Hilter Mühle

Unser wunderschöner Erdholländer
Die Hilter Mühle wurde 1818 gebaut und 1964 durch den Kreisheimatverein Aschendorf-Hümmling in Erbpacht übernommen & erstmals restauriert.
In den Jahren 2002/2003 ist sie erneut vollständig restauriert worden. Die Mühle besitzt zwei funktionstüchtige Mahlgänge und einen Pellgang.
Auf dem Hilterberg, der für emsländische Verhältnisse die beachtliche Höhe von 34 Metern erreicht, reckt sich die Hilter Mühle, ein schindelgedeckter Erdholländer mit Steert und Segelflügeln, empor.

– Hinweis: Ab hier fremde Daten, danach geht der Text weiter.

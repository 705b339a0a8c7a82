//! Configuration management for ratewindow.

use serde::{Deserialize, Serialize};
use std::net::SocketAddr;
use std::path::Path;
use std::time::Duration;
use tracing::info;

use crate::error::{RateWindowError, Result};
use crate::ratelimit::WindowConfig;
use crate::store::LockConfig;

/// Main configuration for the ratewindow service.
#[derive(Debug, Clone, Default, Serialize, Deserialize)]
pub struct RateWindowConfig {
    /// Server configuration
    #[serde(default)]
    pub server: ServerConfig,

    /// Window and capacity settings
    #[serde(default)]
    pub limits: LimitsConfig,

    /// Storage backend configuration
    #[serde(default)]
    pub store: StoreConfig,

    /// Admission policy at the service boundary
    #[serde(default)]
    pub admission: AdmissionConfig,
}

/// Server configuration.
#[derive(Debug, Clone, Serialize, Deserialize)]
pub struct ServerConfig {
    /// HTTP listen address
    #[serde(default = "default_http_addr")]
    pub http_addr: SocketAddr,
}

impl Default for ServerConfig {
    fn default() -> Self {
        Self {
            http_addr: default_http_addr(),
        }
    }
}

fn default_http_addr() -> SocketAddr {
    SocketAddr::from(([127, 0, 0, 1], 8080))
}

/// Window and capacity settings.
#[derive(Debug, Clone, Serialize, Deserialize)]
pub struct LimitsConfig {
    /// Bucketing of the sliding window
    #[serde(flatten)]
    pub window: WindowConfig,

    /// Maximum requests per subject per window
    #[serde(default = "default_capacity")]
    pub capacity: u64,
}

impl Default for LimitsConfig {
    fn default() -> Self {
        Self {
            window: WindowConfig::default(),
            capacity: default_capacity(),
        }
    }
}

fn default_capacity() -> u64 {
    100
}

/// Where window buckets are kept.
#[derive(Debug, Clone, Copy, PartialEq, Eq, Serialize, Deserialize, clap::ValueEnum)]
#[serde(rename_all = "snake_case")]
pub enum StoreBackend {
    /// Per-process map, not shared between instances
    Local,
    /// In-process store going through the shared window code path
    Memory,
    /// Redis hash plus Redis lock, shared between instances
    Redis,
}

/// Storage backend configuration.
#[derive(Debug, Clone, Serialize, Deserialize)]
pub struct StoreConfig {
    /// Backend kind
    #[serde(default = "default_backend")]
    pub backend: StoreBackend,

    /// Redis connection URL
    #[serde(default = "default_redis_url")]
    pub redis_url: String,

    /// Prefix of window keys in the store
    #[serde(default = "default_key_prefix")]
    pub key_prefix: String,

    /// Upper bound on connecting to and each command against Redis
    #[serde(default = "default_response_timeout_ms")]
    pub response_timeout_ms: u64,

    /// Lease lock timing
    #[serde(default)]
    pub lock: LockConfig,
}

impl Default for StoreConfig {
    fn default() -> Self {
        Self {
            backend: default_backend(),
            redis_url: default_redis_url(),
            key_prefix: default_key_prefix(),
            response_timeout_ms: default_response_timeout_ms(),
            lock: LockConfig::default(),
        }
    }
}

fn default_backend() -> StoreBackend {
    StoreBackend::Local
}

fn default_redis_url() -> String {
    "redis://127.0.0.1:6379/0".to_string()
}

fn default_key_prefix() -> String {
    "ratewindow".to_string()
}

fn default_response_timeout_ms() -> u64 {
    500
}

impl StoreConfig {
    /// Redis connect and command timeout.
    pub fn response_timeout(&self) -> Duration {
        Duration::from_millis(self.response_timeout_ms)
    }
}

/// What the service boundary does when the limiter itself fails.
#[derive(Debug, Clone, Copy, PartialEq, Eq, Serialize, Deserialize)]
#[serde(rename_all = "snake_case")]
pub enum FailurePolicy {
    /// Admit the request without counting it
    FailOpen,
    /// Reject the request as unavailable
    FailClosed,
}

/// How requests are grouped into rate-limited subjects.
#[derive(Debug, Clone, Copy, PartialEq, Eq, Serialize, Deserialize)]
#[serde(rename_all = "snake_case")]
pub enum SubjectSource {
    /// A single window for every caller
    Global,
    /// One window per client IP address
    ClientIp,
}

/// Admission policy at the service boundary.
#[derive(Debug, Clone, Serialize, Deserialize)]
pub struct AdmissionConfig {
    /// Policy on limiter errors
    #[serde(default = "default_failure_policy")]
    pub failure_policy: FailurePolicy,

    /// Subject grouping
    #[serde(default = "default_subject")]
    pub subject: SubjectSource,

    /// Background eviction interval in seconds. When unset, per-client
    /// subjects still get a default sweep; a global subject relies on
    /// read-time cleanup alone.
    #[serde(default)]
    pub eviction_interval_secs: Option<u64>,
}

impl Default for AdmissionConfig {
    fn default() -> Self {
        Self {
            failure_policy: default_failure_policy(),
            subject: default_subject(),
            eviction_interval_secs: None,
        }
    }
}

fn default_failure_policy() -> FailurePolicy {
    FailurePolicy::FailOpen
}

fn default_subject() -> SubjectSource {
    SubjectSource::Global
}

/// Cap on the sweep interval derived from the window size.
const MAX_DEFAULT_EVICTION_SECS: u64 = 300;

impl AdmissionConfig {
    /// How often to sweep idle subjects, if at all.
    ///
    /// Per-client subjects accumulate one limiter per address seen, so they
    /// are always swept: by default once per window, at most every five
    /// minutes.
    pub fn eviction_interval(&self, window: &WindowConfig) -> Option<Duration> {
        match (self.eviction_interval_secs, self.subject) {
            (Some(secs), _) => Some(Duration::from_secs(secs)),
            (None, SubjectSource::ClientIp) => Some(Duration::from_secs(
                window.window_size.min(MAX_DEFAULT_EVICTION_SECS),
            )),
            (None, SubjectSource::Global) => None,
        }
    }
}

impl RateWindowConfig {
    /// Load configuration from a YAML file.
    pub fn from_file<P: AsRef<Path>>(path: P) -> Result<Self> {
        let path = path.as_ref();
        info!(path = %path.display(), "Loading configuration");

        let contents = std::fs::read_to_string(path)?;
        Self::from_yaml(&contents)
    }

    /// Load configuration from a YAML string.
    pub fn from_yaml(yaml: &str) -> Result<Self> {
        let config: RateWindowConfig = serde_yaml::from_str(yaml).map_err(|e| {
            RateWindowError::InvalidConfiguration(format!("Failed to parse config: {}", e))
        })?;
        config.validate()?;
        Ok(config)
    }

    /// Check window, capacity, lock and eviction settings.
    pub fn validate(&self) -> Result<()> {
        self.limits.window.validate()?;
        if self.limits.capacity == 0 {
            return Err(RateWindowError::InvalidConfiguration(
                "capacity must be at least 1".to_string(),
            ));
        }
        self.store.lock.validate()?;
        if self.store.response_timeout_ms == 0 {
            return Err(RateWindowError::InvalidConfiguration(
                "response_timeout_ms must be positive".to_string(),
            ));
        }
        if self.admission.eviction_interval_secs == Some(0) {
            return Err(RateWindowError::InvalidConfiguration(
                "eviction_interval_secs must be positive".to_string(),
            ));
        }
        Ok(())
    }
}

Der Bau der Mühle kann heute noch genau datiert werden, denn auf dem Zierbrett an der unteren Vorderseite der Kappe ist deutlich die Jahreszahl 1818 erkennbar. Allerdings war dieser Erdholländer bereits die dritte Mühle, die in Hilter errichtet wurde: So stand am Ortseingang bis etwa Mitte des 17. Jahrhunderts eine Wassermühle, die schließlich aufgrund zunehmender Verlandung des Mühlenteiches einer Bockwindmühle weichen musste.

Im Zuge von Aufforstungsmaßnahmen erwies sich der Standort der Mühle aber bald als ungeeignet: Hohe Kiefernwälder hielten den Wind ab, die Flügel der Bockwindmühle konnten sich folglich nicht mehr ausreichend drehen. Nach damaligen modernsten Erkenntnissen der Mühlenbautechnik wurde daraufhin nur wenige Meter nördlich dieses Standortes ein Erdholländer errichtet, der bis heute auch „Dürkensche Mühle“ genannt wird und damit an die Familie Dürken erinnert, in deren Privatbesitz sich die Mühle seit mehreren Generationen befindet.

Bis 1948 war die Hilter Mühle in Betrieb, verfiel dann aber zusehends, bis der Heimatverein Aschendorf-Hümmling im Mai 1964 die Pacht übernahm. Noch im Oktober desselben Jahres konnte eine grundlegende Renovierung abgeschlossen werden, bei der auch die Flügel erneuert wurden.